=== Section Start ===

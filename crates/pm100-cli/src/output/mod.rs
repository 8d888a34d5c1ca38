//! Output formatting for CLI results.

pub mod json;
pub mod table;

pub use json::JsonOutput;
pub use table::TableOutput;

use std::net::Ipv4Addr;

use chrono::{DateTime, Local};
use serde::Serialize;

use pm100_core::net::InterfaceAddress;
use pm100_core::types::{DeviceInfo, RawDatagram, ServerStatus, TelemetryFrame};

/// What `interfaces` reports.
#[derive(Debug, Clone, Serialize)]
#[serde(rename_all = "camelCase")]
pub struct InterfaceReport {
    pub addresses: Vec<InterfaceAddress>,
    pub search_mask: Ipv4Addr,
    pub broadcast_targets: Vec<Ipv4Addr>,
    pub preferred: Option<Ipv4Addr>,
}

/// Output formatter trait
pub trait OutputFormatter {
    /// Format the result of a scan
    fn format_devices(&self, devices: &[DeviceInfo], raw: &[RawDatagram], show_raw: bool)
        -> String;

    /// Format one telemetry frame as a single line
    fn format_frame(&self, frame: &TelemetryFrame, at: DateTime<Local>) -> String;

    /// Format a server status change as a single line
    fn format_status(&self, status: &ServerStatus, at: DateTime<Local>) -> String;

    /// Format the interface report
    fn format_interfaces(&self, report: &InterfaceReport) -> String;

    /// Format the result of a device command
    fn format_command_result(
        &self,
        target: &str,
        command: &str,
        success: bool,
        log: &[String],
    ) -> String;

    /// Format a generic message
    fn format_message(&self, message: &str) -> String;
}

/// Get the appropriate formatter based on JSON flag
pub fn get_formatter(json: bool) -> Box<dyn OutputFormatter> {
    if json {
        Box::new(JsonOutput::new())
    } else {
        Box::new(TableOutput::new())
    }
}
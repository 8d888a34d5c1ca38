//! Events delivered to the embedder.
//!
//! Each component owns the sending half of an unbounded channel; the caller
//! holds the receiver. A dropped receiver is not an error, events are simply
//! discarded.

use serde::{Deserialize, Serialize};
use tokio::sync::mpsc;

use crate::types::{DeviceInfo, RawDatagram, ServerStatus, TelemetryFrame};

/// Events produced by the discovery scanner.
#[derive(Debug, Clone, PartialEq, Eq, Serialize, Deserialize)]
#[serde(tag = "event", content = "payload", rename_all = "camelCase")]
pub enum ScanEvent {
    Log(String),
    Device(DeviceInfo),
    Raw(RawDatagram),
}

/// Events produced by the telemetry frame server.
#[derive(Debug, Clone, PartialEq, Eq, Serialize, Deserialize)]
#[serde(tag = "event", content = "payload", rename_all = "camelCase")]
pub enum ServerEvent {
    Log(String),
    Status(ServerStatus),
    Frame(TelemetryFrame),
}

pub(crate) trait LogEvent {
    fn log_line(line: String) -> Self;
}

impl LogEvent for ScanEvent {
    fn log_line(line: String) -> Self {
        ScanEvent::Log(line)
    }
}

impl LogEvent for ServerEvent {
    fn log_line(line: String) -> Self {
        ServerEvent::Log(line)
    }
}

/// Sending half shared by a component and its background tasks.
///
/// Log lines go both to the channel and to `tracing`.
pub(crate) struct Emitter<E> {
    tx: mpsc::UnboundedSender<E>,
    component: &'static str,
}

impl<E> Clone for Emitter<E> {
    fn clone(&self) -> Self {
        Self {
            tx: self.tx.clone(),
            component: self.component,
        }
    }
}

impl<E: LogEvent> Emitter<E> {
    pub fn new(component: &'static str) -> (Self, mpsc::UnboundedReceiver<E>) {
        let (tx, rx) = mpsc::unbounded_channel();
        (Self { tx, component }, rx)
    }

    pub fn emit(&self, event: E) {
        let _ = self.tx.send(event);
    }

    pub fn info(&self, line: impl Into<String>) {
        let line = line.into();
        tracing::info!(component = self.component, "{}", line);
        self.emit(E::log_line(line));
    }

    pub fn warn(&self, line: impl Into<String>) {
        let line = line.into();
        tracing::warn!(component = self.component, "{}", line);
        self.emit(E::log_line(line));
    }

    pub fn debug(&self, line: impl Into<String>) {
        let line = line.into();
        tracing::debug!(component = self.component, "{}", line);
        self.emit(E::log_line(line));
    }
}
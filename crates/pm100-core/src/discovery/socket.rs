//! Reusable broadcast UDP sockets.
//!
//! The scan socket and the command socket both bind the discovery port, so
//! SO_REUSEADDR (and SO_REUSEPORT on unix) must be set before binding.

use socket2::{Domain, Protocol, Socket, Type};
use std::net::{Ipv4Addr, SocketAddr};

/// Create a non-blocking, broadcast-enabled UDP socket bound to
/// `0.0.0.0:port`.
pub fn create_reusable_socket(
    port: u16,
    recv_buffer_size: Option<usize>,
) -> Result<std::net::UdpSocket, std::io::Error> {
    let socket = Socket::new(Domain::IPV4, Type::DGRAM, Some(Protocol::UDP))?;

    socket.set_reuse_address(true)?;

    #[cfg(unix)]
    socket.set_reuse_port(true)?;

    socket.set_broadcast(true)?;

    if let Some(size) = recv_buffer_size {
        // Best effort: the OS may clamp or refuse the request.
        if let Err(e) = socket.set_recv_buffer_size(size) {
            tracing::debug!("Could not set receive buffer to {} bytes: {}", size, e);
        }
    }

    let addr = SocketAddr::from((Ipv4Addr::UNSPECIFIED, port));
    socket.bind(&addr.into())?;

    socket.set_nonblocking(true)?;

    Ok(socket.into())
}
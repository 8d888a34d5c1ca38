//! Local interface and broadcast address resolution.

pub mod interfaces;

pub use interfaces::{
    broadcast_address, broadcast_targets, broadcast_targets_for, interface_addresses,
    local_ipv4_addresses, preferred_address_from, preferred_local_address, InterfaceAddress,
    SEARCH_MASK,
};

=== Section End ===

**Exercise:**
Each line of the data is to be transcribed exactly, with nothing left out.

**Exercise result:**
filename crates/pm100-cli/src/output/mod.rs
repository 8d888a34d5c1ca38
//! Output formatting for CLI results.

pub mod json;
pub mod table;

pub use json::JsonOutput;
pub use table::TableOutput;

use std::net::Ipv4Addr;

use chrono::{DateTime, Local};
use serde::Serialize;

use pm100_core::net::InterfaceAddress;
use pm100_core::types::{DeviceInfo, RawDatagram, ServerStatus, TelemetryFrame};

/// What `interfaces` reports.
#[derive(Debug, Clone, Serialize)]
#[serde(rename_all = "camelCase")]
pub struct InterfaceReport {
    pub addresses: Vec<InterfaceAddress>,
    pub search_mask: Ipv4Addr,
    pub broadcast_targets: Vec<Ipv4Addr>,
    pub preferred: Option<Ipv4Addr>,
}

/// Output formatter trait
pub trait OutputFormatter {
    /// Format the result of a scan
    fn format_devices(&self, devices: &[DeviceInfo], raw: &[RawDatagram], show_raw: bool)
        -> String;

    /// Format one telemetry frame as a single line
    fn format_frame(&self, frame: &TelemetryFrame, at: DateTime<Local>) -> String;

    /// Format a server status change as a single line
    fn format_status(&self, status: &ServerStatus, at: DateTime<Local>) -> String;

    /// Format the interface report
    fn format_interfaces(&self, report: &InterfaceReport) -> String;

    /// Format the result of a device command
    fn format_command_result(
        &self,
        target: &str,
        command: &str,
        success: bool,
        log: &[String],
    ) -> String;

    /// Format a generic message
    fn format_message(&self, message: &str) -> String;
}

/// Get the appropriate formatter based on JSON flag
pub fn get_formatter(json: bool) -> Box<dyn OutputFormatter> {
    if json {
        Box::new(JsonOutput::new())
    } else {
        Box::new(TableOutput::new())
    }
}
repository 8d888a34d5c1ca38
//! Events delivered to the embedder.
//!
//! Each component owns the sending half of an unbounded channel; the caller
//! holds the receiver. A dropped receiver is not an error, events are simply
//! discarded.

use serde::{Deserialize, Serialize};
use tokio::sync::mpsc;

use crate::types::{DeviceInfo, RawDatagram, ServerStatus, TelemetryFrame};

/// Events produced by the discovery scanner.
#[derive(Debug, Clone, PartialEq, Eq, Serialize, Deserialize)]
#[serde(tag = "event", content = "payload", rename_all = "camelCase")]
pub enum ScanEvent {
    Log(String),
    Device(DeviceInfo),
    Raw(RawDatagram),
}

/// Events produced by the telemetry frame server.
#[derive(Debug, Clone, PartialEq, Eq, Serialize, Deserialize)]
#[serde(tag = "event", content = "payload", rename_all = "camelCase")]
pub enum ServerEvent {
    Log(String),
    Status(ServerStatus),
    Frame(TelemetryFrame),
}

pub(crate) trait LogEvent {
    fn log_line(line: String) -> Self;
}

impl LogEvent for ScanEvent {
    fn log_line(line: String) -> Self {
        ScanEvent::Log(line)
    }
}

impl LogEvent for ServerEvent {
    fn log_line(line: String) -> Self {
        ServerEvent::Log(line)
    }
}

/// Sending half shared by a component and its background tasks.
///
/// Log lines go both to the channel and to `tracing`.
pub(crate) struct Emitter<E> {
    tx: mpsc::UnboundedSender<E>,
    component: &'static str,
}

impl<E> Clone for Emitter<E> {
    fn clone(&self) -> Self {
        Self {
            tx: self.tx.clone(),
            component: self.component,
        }
    }
}

impl<E: LogEvent> Emitter<E> {
    pub fn new(component: &'static str) -> (Self, mpsc::UnboundedReceiver<E>) {
        let (tx, rx) = mpsc::unbounded_channel();
        (Self { tx, component }, rx)
    }

    pub fn emit(&self, event: E) {
        let _ = self.tx.send(event);
    }

    pub fn info(&self, line: impl Into<String>) {
        let line = line.into();
        tracing::info!(component = self.component, "{}", line);
        self.emit(E::log_line(line));
    }

    pub fn warn(&self, line: impl Into<String>) {
        let line = line.into();
        tracing::warn!(component = self.component, "{}", line);
        self.emit(E::log_line(line));
    }

    pub fn debug(&self, line: impl Into<String>) {
        let line = line.into();
        tracing::debug!(component = self.component, "{}", line);
        self.emit(E::log_line(line));
    }
}
filename crates/pm100-core/src/discovery/socket.rs
//! Reusable broadcast UDP sockets.
//!
//! The scan socket and the command socket both bind the discovery port, so
//! SO_REUSEADDR (and SO_REUSEPORT on unix) must be set before binding.

use socket2::{Domain, Protocol, Socket, Type};
use std::net::{Ipv4Addr, SocketAddr};

/// Create a non-blocking, broadcast-enabled UDP socket bound to
/// `0.0.0.0:port`.
pub fn create_reusable_socket(
    port: u16,
    recv_buffer_size: Option<usize>,
) -> Result<std::net::UdpSocket, std::io::Error> {
    let socket = Socket::new(Domain::IPV4, Type::DGRAM, Some(Protocol::UDP))?;

    socket.set_reuse_address(true)?;

    #[cfg(unix)]
    socket.set_reuse_port(true)?;

    socket.set_broadcast(true)?;

    if let Some(size) = recv_buffer_size {
        // Best effort: the OS may clamp or refuse the request.
        if let Err(e) = socket.set_recv_buffer_size(size) {
            tracing::debug!("Could not set receive buffer to {} bytes: {}", size, e);
        }
    }

    let addr = SocketAddr::from((Ipv4Addr::UNSPECIFIED, port));
    socket.bind(&addr.into())?;

    socket.set_nonblocking(true)?;

    Ok(socket.into())
}
repository 8d888a34d5c1ca38
//! Local interface and broadcast address resolution.

pub mod interfaces;

pub use interfaces::{
    broadcast_address, broadcast_targets, broadcast_targets_for, interface_addresses,
    local_ipv4_addresses, preferred_address_from, preferred_local_address, InterfaceAddress,
    SEARCH_MASK,
};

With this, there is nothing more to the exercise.